▶ TASK DIRECTIONS
The answer must be every line below that holds the word "EnterCommand".

RECORDS PROVIDED START

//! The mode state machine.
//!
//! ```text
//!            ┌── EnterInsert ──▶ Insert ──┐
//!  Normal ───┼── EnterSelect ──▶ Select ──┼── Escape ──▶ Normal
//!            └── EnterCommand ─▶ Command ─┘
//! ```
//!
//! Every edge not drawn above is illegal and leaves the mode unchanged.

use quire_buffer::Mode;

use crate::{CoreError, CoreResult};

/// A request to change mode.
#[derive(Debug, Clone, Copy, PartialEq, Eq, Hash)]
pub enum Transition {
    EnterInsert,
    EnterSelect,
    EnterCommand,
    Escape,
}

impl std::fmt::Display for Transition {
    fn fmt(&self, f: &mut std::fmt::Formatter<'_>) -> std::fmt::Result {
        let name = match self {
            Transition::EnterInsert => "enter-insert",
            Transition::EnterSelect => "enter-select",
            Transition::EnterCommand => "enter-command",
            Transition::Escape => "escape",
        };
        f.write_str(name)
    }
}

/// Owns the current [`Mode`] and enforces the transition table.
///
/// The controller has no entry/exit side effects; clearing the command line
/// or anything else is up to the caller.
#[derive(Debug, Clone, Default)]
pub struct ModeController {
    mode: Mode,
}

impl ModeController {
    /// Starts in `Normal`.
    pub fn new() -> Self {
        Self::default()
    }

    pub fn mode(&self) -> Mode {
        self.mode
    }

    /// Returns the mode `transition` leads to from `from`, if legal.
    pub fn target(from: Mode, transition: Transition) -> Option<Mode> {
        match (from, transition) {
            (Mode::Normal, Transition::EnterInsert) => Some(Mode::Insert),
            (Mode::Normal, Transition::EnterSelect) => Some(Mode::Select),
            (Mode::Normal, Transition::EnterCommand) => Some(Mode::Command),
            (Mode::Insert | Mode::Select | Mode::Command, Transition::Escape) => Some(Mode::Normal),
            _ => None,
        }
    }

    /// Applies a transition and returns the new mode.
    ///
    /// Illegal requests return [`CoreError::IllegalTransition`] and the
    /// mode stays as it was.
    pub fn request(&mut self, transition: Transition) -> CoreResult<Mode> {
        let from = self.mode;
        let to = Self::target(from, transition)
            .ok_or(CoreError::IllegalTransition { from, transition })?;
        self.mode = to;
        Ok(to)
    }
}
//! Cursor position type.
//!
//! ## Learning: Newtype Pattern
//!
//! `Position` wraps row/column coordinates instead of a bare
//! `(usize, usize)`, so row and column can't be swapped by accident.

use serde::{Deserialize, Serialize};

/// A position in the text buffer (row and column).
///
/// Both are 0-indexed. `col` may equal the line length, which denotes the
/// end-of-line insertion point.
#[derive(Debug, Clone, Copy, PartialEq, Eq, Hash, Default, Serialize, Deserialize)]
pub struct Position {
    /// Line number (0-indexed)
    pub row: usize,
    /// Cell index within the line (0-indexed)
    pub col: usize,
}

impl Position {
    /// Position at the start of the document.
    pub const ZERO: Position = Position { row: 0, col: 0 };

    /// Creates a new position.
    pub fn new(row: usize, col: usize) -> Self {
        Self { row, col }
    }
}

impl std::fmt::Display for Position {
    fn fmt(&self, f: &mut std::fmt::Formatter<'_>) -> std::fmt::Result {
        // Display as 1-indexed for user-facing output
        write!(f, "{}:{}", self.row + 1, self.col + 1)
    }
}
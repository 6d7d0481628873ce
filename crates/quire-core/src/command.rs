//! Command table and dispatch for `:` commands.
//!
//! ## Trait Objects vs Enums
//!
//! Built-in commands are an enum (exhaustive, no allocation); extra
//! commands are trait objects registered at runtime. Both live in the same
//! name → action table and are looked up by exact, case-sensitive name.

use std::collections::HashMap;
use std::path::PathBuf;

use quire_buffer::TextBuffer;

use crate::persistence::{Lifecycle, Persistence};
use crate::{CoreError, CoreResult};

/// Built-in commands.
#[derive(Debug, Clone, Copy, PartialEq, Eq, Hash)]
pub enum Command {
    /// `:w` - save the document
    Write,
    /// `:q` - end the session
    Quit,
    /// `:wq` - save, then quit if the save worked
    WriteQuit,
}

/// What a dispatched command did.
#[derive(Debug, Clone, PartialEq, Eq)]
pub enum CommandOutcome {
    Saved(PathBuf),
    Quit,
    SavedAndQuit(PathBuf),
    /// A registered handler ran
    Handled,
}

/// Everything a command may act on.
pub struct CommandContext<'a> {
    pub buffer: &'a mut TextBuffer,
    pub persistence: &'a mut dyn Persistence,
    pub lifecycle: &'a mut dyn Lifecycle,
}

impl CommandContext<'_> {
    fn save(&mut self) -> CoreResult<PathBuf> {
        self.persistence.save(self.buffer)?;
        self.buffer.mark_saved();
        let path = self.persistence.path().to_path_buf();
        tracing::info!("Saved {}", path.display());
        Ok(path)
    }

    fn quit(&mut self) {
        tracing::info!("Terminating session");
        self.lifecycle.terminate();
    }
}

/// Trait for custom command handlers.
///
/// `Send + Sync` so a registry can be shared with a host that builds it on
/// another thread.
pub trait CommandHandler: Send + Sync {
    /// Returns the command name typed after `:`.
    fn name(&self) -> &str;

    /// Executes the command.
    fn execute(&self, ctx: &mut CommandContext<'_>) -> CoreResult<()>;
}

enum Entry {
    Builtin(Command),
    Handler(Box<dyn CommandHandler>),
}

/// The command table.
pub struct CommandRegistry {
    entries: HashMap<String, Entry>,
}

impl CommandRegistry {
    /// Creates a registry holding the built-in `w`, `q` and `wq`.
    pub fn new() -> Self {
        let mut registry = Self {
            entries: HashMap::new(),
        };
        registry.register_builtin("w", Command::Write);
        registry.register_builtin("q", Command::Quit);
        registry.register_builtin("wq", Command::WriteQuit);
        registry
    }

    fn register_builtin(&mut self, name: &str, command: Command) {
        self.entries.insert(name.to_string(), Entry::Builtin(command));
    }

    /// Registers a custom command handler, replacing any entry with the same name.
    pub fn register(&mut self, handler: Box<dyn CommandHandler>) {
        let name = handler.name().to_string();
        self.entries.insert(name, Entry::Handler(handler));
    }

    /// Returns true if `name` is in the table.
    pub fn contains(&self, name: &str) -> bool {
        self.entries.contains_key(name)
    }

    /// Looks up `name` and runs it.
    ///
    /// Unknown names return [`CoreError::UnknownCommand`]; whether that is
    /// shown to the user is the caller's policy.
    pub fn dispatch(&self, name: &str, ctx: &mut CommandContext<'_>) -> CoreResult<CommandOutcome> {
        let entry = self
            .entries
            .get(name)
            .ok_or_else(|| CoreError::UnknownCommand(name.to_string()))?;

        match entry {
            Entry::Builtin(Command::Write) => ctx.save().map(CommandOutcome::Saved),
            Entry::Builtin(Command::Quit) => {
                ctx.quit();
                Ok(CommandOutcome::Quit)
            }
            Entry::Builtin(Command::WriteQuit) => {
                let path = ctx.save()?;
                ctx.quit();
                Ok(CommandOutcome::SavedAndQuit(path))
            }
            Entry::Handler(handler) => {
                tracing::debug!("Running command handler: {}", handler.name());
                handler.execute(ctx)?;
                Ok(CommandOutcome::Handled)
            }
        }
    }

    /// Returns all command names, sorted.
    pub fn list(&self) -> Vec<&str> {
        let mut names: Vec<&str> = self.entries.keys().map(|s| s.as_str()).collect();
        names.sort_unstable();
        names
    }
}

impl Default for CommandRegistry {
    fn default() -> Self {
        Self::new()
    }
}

RECORDS PROVIDED END

▶ RESPONSE BOX
//!            └── EnterCommand ─▶ Command ─┘
    EnterCommand,
            Transition::EnterCommand => "enter-command",
            (Mode::Normal, Transition::EnterCommand) => Some(Mode::Command),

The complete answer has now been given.